En sociologie, la vulnérabilité est souvent pensée comme un corollaire de la pauvreté, de la précarité et des diverses formes d’exclusion (Saunders 2003). Zone intermédiaire entre les sphères de l’intégration et de la désaffiliation (Martin 2019), elle caractérise des personnes « susceptibles de glisser dans un processus de perte d’appartenance et de ressources » (Lhuilier 2017, p. 2, Castel 2003). En revanche, elle est plus rarement associée à la question des conditions de travail, de la dignité et de la souffrance au travail. Ces notions, qui renvoient plutôt à des approches « psychodynamiques » (Dejours 2000) ou psychosociologiques (Lhuilier 2013) du travail, rejoignent pourtant le prisme de la vulnérabilité en ce qu’elles questionnent non seulement les manières dont le travail peut être un facteur de fragilisation physique et psychologique, mais également les difficultés que certaines personnes peuvent rencontrer pour se « réaliser » subjectivement et socialement dans leur travail (Loriol 2006) dans des sociétés où cet objectif constitue à la fois un mode d’intégration dominant et une responsabilité individuelle (Soulet 2005). Dans ce cadre, l’idée de vulnérabilité incite à s’intéresser au mal-être, à la fatigue et à l’insatisfaction que peuvent susciter certains métiers et certaines conditions de travail, ainsi qu’au manque de reconnaissance dont les personnes exerçant ces métiers peuvent souffrir. Elle renvoie également aux formes de domination auxquelles ces personnes sont sujettes du fait de leur travail, et à l’inégale répartition des capacités à résister individuellement ou collectivement à ces formes de domination et à se protéger dans les situations d’adversité au travail.
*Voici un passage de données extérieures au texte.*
use axum::response::Response;
use serde::Serialize;

use crate::utils::response::success;

pub mod auth;
pub mod events;
pub mod organizer;
pub mod registrations;

#[derive(Serialize)]
struct HealthPayload {
    status: &'static str,
    service: &'static str,
}

pub async fn health_check() -> Response {
    let payload = HealthPayload {
        status: "ok",
        service: "eventhub-api",
    };

    success(payload, "Health check successful")
}
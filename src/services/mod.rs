pub mod dashboard;
pub mod events;
pub mod registrations;

pub use dashboard::DashboardService;
pub use events::EventService;
pub use registrations::RegistrationService;
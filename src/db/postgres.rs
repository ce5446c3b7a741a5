use async_trait::async_trait;
use sqlx::postgres::{PgPool, PgPoolOptions};
use sqlx::{Postgres, QueryBuilder};
use uuid::Uuid;

use super::{
    EventFilter, EventOrder, RegistrationFilter, Store, StoreError, StoreResult,
    ACTIVE_REGISTRATION_CONSTRAINT,
};
use crate::models::{
    Category, Credential, Event, Profile, Registration, RegistrationStatus,
};

const EVENT_COLUMNS: &str = "id, organizer_id, title, description, category, location, venue, \
     event_date, end_date, capacity, price, image_url, image_path, status, rsvp_enabled, \
     rsvp_deadline, created_at, updated_at";

const REGISTRATION_COLUMNS: &str =
    "id, event_id, user_id, status, payment_status, registered_at, notes";

const PROFILE_COLUMNS: &str =
    "id, email, full_name, role, avatar_url, bio, created_at, updated_at";

/// Postgres adapter. Uniqueness of active registrations is backed by the
/// `registrations_active_unique` partial index.
#[derive(Clone)]
pub struct PgStore {
    pool: PgPool,
}

impl PgStore {
    pub fn new(pool: PgPool) -> Self {
        Self { pool }
    }

    pub async fn connect(database_url: &str, max_connections: u32) -> StoreResult<Self> {
        let pool = PgPoolOptions::new()
            .max_connections(max_connections)
            .connect(database_url)
            .await?;
        Ok(Self::new(pool))
    }

    pub async fn run_migrations(&self) -> StoreResult<()> {
        sqlx::migrate!()
            .run(&self.pool)
            .await
            .map_err(|e| StoreError::Backend(e.into()))
    }
}

fn push_event_filter(qb: &mut QueryBuilder<'_, Postgres>, filter: &EventFilter) {
    qb.push(" WHERE TRUE");
    if let Some(organizer_id) = filter.organizer_id {
        qb.push(" AND organizer_id = ").push_bind(organizer_id);
    }
    if let Some(status) = filter.status {
        qb.push(" AND status = ").push_bind(status);
    }
    if let Some(category) = &filter.category {
        qb.push(" AND category = ").push_bind(category.clone());
    }
    if let Some(from) = filter.starts_from {
        qb.push(" AND event_date >= ").push_bind(from);
    }
    if let Some(text) = &filter.text {
        let pattern = format!("%{}%", escape_like(text));
        qb.push(" AND (title ILIKE ")
            .push_bind(pattern.clone())
            .push(" OR description ILIKE ")
            .push_bind(pattern.clone())
            .push(" OR category ILIKE ")
            .push_bind(pattern)
            .push(")");
    }
}

fn escape_like(text: &str) -> String {
    text.replace('\\', "\\\\")
        .replace('%', "\\%")
        .replace('_', "\\_")
}

#[async_trait]
impl Store for PgStore {
    async fn insert_event(&self, event: Event) -> StoreResult<Event> {
        let sql = format!(
            "INSERT INTO events ({EVENT_COLUMNS}) \
             VALUES ($1, $2, $3, $4, $5, $6, $7, $8, $9, $10, $11, $12, $13, $14, $15, $16, $17, $18) \
             RETURNING {EVENT_COLUMNS}"
        );
        let row = sqlx::query_as::<_, Event>(&sql)
            .bind(event.id)
            .bind(event.organizer_id)
            .bind(event.title)
            .bind(event.description)
            .bind(event.category)
            .bind(event.location)
            .bind(event.venue)
            .bind(event.event_date)
            .bind(event.end_date)
            .bind(event.capacity)
            .bind(event.price)
            .bind(event.image_url)
            .bind(event.image_path)
            .bind(event.status)
            .bind(event.rsvp_enabled)
            .bind(event.rsvp_deadline)
            .bind(event.created_at)
            .bind(event.updated_at)
            .fetch_one(&self.pool)
            .await?;
        Ok(row)
    }

    async fn find_event(&self, id: Uuid) -> StoreResult<Option<Event>> {
        let sql = format!("SELECT {EVENT_COLUMNS} FROM events WHERE id = $1");
        let row = sqlx::query_as::<_, Event>(&sql)
            .bind(id)
            .fetch_optional(&self.pool)
            .await?;
        Ok(row)
    }

    async fn list_events(
        &self,
        filter: &EventFilter,
        order: EventOrder,
    ) -> StoreResult<Vec<Event>> {
        let mut qb = QueryBuilder::<Postgres>::new(format!("SELECT {EVENT_COLUMNS} FROM events"));
        push_event_filter(&mut qb, filter);
        qb.push(match order {
            EventOrder::StartAsc => " ORDER BY event_date ASC",
            EventOrder::StartDesc => " ORDER BY event_date DESC",
        });
        let rows = qb.build_query_as::<Event>().fetch_all(&self.pool).await?;
        Ok(rows)
    }

    async fn count_events(&self, filter: &EventFilter) -> StoreResult<i64> {
        let mut qb = QueryBuilder::<Postgres>::new("SELECT COUNT(*) FROM events");
        push_event_filter(&mut qb, filter);
        let count = qb
            .build_query_scalar::<i64>()
            .fetch_one(&self.pool)
            .await?;
        Ok(count)
    }

    async fn update_event(&self, event: Event) -> StoreResult<Event> {
        let sql = format!(
            "UPDATE events SET title = $2, description = $3, category = $4, location = $5, \
             venue = $6, event_date = $7, end_date = $8, capacity = $9, price = $10, \
             image_url = $11, image_path = $12, status = $13, rsvp_enabled = $14, \
             rsvp_deadline = $15, updated_at = $16 \
             WHERE id = $1 RETURNING {EVENT_COLUMNS}"
        );
        sqlx::query_as::<_, Event>(&sql)
            .bind(event.id)
            .bind(event.title)
            .bind(event.description)
            .bind(event.category)
            .bind(event.location)
            .bind(event.venue)
            .bind(event.event_date)
            .bind(event.end_date)
            .bind(event.capacity)
            .bind(event.price)
            .bind(event.image_url)
            .bind(event.image_path)
            .bind(event.status)
            .bind(event.rsvp_enabled)
            .bind(event.rsvp_deadline)
            .bind(event.updated_at)
            .fetch_optional(&self.pool)
            .await?
            .ok_or(StoreError::NotFound { entity: "event" })
    }

    async fn delete_event(&self, id: Uuid) -> StoreResult<()> {
        let result = sqlx::query("DELETE FROM events WHERE id = $1")
            .bind(id)
            .execute(&self.pool)
            .await?;
        if result.rows_affected() == 0 {
            return Err(StoreError::NotFound { entity: "event" });
        }
        Ok(())
    }

    async fn insert_registration(&self, registration: Registration) -> StoreResult<Registration> {
        let mut tx = self.pool.begin().await?;

        // Row lock on the event serializes concurrent registrations for it.
        let capacity: Option<i32> =
            sqlx::query_scalar("SELECT capacity FROM events WHERE id = $1 FOR UPDATE")
                .bind(registration.event_id)
                .fetch_optional(&mut *tx)
                .await?
                .ok_or(StoreError::NotFound { entity: "event" })?;

        let existing: Option<Uuid> = sqlx::query_scalar(
            "SELECT id FROM registrations \
             WHERE event_id = $1 AND user_id = $2 AND status = 'registered'",
        )
        .bind(registration.event_id)
        .bind(registration.user_id)
        .fetch_optional(&mut *tx)
        .await?;
        if existing.is_some() {
            return Err(StoreError::UniqueViolation {
                constraint: ACTIVE_REGISTRATION_CONSTRAINT.to_string(),
            });
        }

        if let Some(capacity) = capacity {
            let active: i64 = sqlx::query_scalar(
                "SELECT COUNT(*) FROM registrations WHERE event_id = $1 AND status = 'registered'",
            )
            .bind(registration.event_id)
            .fetch_one(&mut *tx)
            .await?;
            if active >= i64::from(capacity) {
                return Err(StoreError::CapacityReached { capacity });
            }
        }

        let sql = format!(
            "INSERT INTO registrations ({REGISTRATION_COLUMNS}) \
             VALUES ($1, $2, $3, $4, $5, $6, $7) RETURNING {REGISTRATION_COLUMNS}"
        );
        let row = sqlx::query_as::<_, Registration>(&sql)
            .bind(registration.id)
            .bind(registration.event_id)
            .bind(registration.user_id)
            .bind(registration.status)
            .bind(registration.payment_status)
            .bind(registration.registered_at)
            .bind(registration.notes)
            .fetch_one(&mut *tx)
            .await?;

        tx.commit().await?;
        Ok(row)
    }

    async fn find_registration(&self, id: Uuid) -> StoreResult<Option<Registration>> {
        let sql = format!("SELECT {REGISTRATION_COLUMNS} FROM registrations WHERE id = $1");
        let row = sqlx::query_as::<_, Registration>(&sql)
            .bind(id)
            .fetch_optional(&self.pool)
            .await?;
        Ok(row)
    }

    async fn find_active_registration(
        &self,
        event_id: Uuid,
        user_id: Uuid,
    ) -> StoreResult<Option<Registration>> {
        let sql = format!(
            "SELECT {REGISTRATION_COLUMNS} FROM registrations \
             WHERE event_id = $1 AND user_id = $2 AND status = 'registered'"
        );
        let row = sqlx::query_as::<_, Registration>(&sql)
            .bind(event_id)
            .bind(user_id)
            .fetch_optional(&self.pool)
            .await?;
        Ok(row)
    }

    async fn list_registrations(
        &self,
        filter: &RegistrationFilter,
    ) -> StoreResult<Vec<Registration>> {
        let mut qb = QueryBuilder::<Postgres>::new(format!(
            "SELECT {REGISTRATION_COLUMNS} FROM registrations WHERE TRUE"
        ));
        if let Some(event_id) = filter.event_id {
            qb.push(" AND event_id = ").push_bind(event_id);
        }
        if let Some(user_id) = filter.user_id {
            qb.push(" AND user_id = ").push_bind(user_id);
        }
        if let Some(status) = filter.status {
            qb.push(" AND status = ").push_bind(status);
        }
        qb.push(" ORDER BY registered_at DESC");
        let rows = qb
            .build_query_as::<Registration>()
            .fetch_all(&self.pool)
            .await?;
        Ok(rows)
    }

    async fn transition_registration(
        &self,
        id: Uuid,
        from: RegistrationStatus,
        to: RegistrationStatus,
    ) -> StoreResult<Registration> {
        let sql = format!(
            "UPDATE registrations SET status = $3 WHERE id = $1 AND status = $2 \
             RETURNING {REGISTRATION_COLUMNS}"
        );
        let updated = sqlx::query_as::<_, Registration>(&sql)
            .bind(id)
            .bind(from)
            .bind(to)
            .fetch_optional(&self.pool)
            .await?;
        if let Some(row) = updated {
            return Ok(row);
        }

        let current: Option<RegistrationStatus> =
            sqlx::query_scalar("SELECT status FROM registrations WHERE id = $1")
                .bind(id)
                .fetch_optional(&self.pool)
                .await?;
        match current {
            Some(current) => Err(StoreError::StatusMismatch { current }),
            None => Err(StoreError::NotFound {
                entity: "registration",
            }),
        }
    }

    async fn count_organizer_registrations(&self, organizer_id: Uuid) -> StoreResult<i64> {
        let count: i64 = sqlx::query_scalar(
            "SELECT COUNT(*) FROM registrations r \
             JOIN events e ON e.id = r.event_id \
             WHERE e.organizer_id = $1",
        )
        .bind(organizer_id)
        .fetch_one(&self.pool)
        .await?;
        Ok(count)
    }

    async fn create_account(
        &self,
        profile: Profile,
        credential: Credential,
    ) -> StoreResult<Profile> {
        let mut tx = self.pool.begin().await?;

        let sql = format!(
            "INSERT INTO profiles ({PROFILE_COLUMNS}) \
             VALUES ($1, $2, $3, $4, $5, $6, $7, $8) RETURNING {PROFILE_COLUMNS}"
        );
        let row = sqlx::query_as::<_, Profile>(&sql)
            .bind(profile.id)
            .bind(profile.email)
            .bind(profile.full_name)
            .bind(profile.role)
            .bind(profile.avatar_url)
            .bind(profile.bio)
            .bind(profile.created_at)
            .bind(profile.updated_at)
            .fetch_one(&mut *tx)
            .await?;

        sqlx::query("INSERT INTO credentials (profile_id, email, password_hash) VALUES ($1, $2, $3)")
            .bind(credential.profile_id)
            .bind(credential.email)
            .bind(credential.password_hash)
            .execute(&mut *tx)
            .await?;

        tx.commit().await?;
        Ok(row)
    }

    async fn find_credential(&self, email: &str) -> StoreResult<Option<Credential>> {
        let row = sqlx::query_as::<_, Credential>(
            "SELECT profile_id, email, password_hash FROM credentials WHERE email = $1",
        )
        .bind(email)
        .fetch_optional(&self.pool)
        .await?;
        Ok(row)
    }

    async fn find_profile(&self, id: Uuid) -> StoreResult<Option<Profile>> {
        let sql = format!("SELECT {PROFILE_COLUMNS} FROM profiles WHERE id = $1");
        let row = sqlx::query_as::<_, Profile>(&sql)
            .bind(id)
            .fetch_optional(&self.pool)
            .await?;
        Ok(row)
    }

    async fn find_profiles(&self, ids: &[Uuid]) -> StoreResult<Vec<Profile>> {
        let sql = format!("SELECT {PROFILE_COLUMNS} FROM profiles WHERE id = ANY($1)");
        let rows = sqlx::query_as::<_, Profile>(&sql)
            .bind(ids.to_vec())
            .fetch_all(&self.pool)
            .await?;
        Ok(rows)
    }

    async fn update_profile(&self, profile: Profile) -> StoreResult<Profile> {
        let sql = format!(
            "UPDATE profiles SET full_name = $2, avatar_url = $3, bio = $4, updated_at = $5 \
             WHERE id = $1 RETURNING {PROFILE_COLUMNS}"
        );
        sqlx::query_as::<_, Profile>(&sql)
            .bind(profile.id)
            .bind(profile.full_name)
            .bind(profile.avatar_url)
            .bind(profile.bio)
            .bind(profile.updated_at)
            .fetch_optional(&self.pool)
            .await?
            .ok_or(StoreError::NotFound { entity: "profile" })
    }

    async fn list_categories(&self) -> StoreResult<Vec<Category>> {
        let rows = sqlx::query_as::<_, Category>(
            "SELECT id, name, description, created_at FROM categories ORDER BY name",
        )
        .fetch_all(&self.pool)
        .await?;
        Ok(rows)
    }

    async fn insert_category(&self, category: Category) -> StoreResult<Category> {
        let row = sqlx::query_as::<_, Category>(
            "INSERT INTO categories (id, name, description, created_at) VALUES ($1, $2, $3, $4) \
             RETURNING id, name, description, created_at",
        )
        .bind(category.id)
        .bind(category.name)
        .bind(category.description)
        .bind(category.created_at)
        .fetch_one(&self.pool)
        .await?;
        Ok(row)
    }
}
L’objectif de cet article est d’explorer ces facteurs de vulnérabilité dans le cas des métiers de la petite enfance. À ce jour, les recherches existantes ont surtout mis l’accent sur la faible reconnaissance sociale dont ces métiers bénéficient (Bouve 2001, Mozère 1992). Essentiellement féminins (Bloch et Buisson 1998), ils restent en effet peu professionnalisés (Bosse-Platière, Dethier et Fleury 1995), les compétences qu’ils impliquent étant pensées comme relevant du « maternel » et de l’inné (Molinier 2010, Chaplain et Custos-Lucidi 2001) et n’étant, de ce fait, que très peu valorisées dans les représentations communes (Cresson et Devetter 2020) et sur le plan salarial (Gorge 2024). Le travail de celles qui accueillent les enfants, couramment associé à la sphère domestique et à un « travail d’amour » (Bloch et Buisson 1998), semble ainsi largement invisible et subalterne (Unterreiner 2018). À l’instar d’autres métiers du care (Molinier 2013), comme celui d’aide-soignante (Arborio 2001), il est, en outre, considéré comme pénible et dégradant, car lié aux soins d’hygiène, et donc à la « souillure » et à l’impureté. Cependant, très peu de recherches ont abordé le problème de la souffrance de ces professionnelles au travail, qui se pose pourtant aujourd’hui avec une acuité particulière, notamment en crèche, où les conditions de travail sont soumises à de fortes pressions liées à des objectifs de rentabilité très insistants (Bohic et al. 2022).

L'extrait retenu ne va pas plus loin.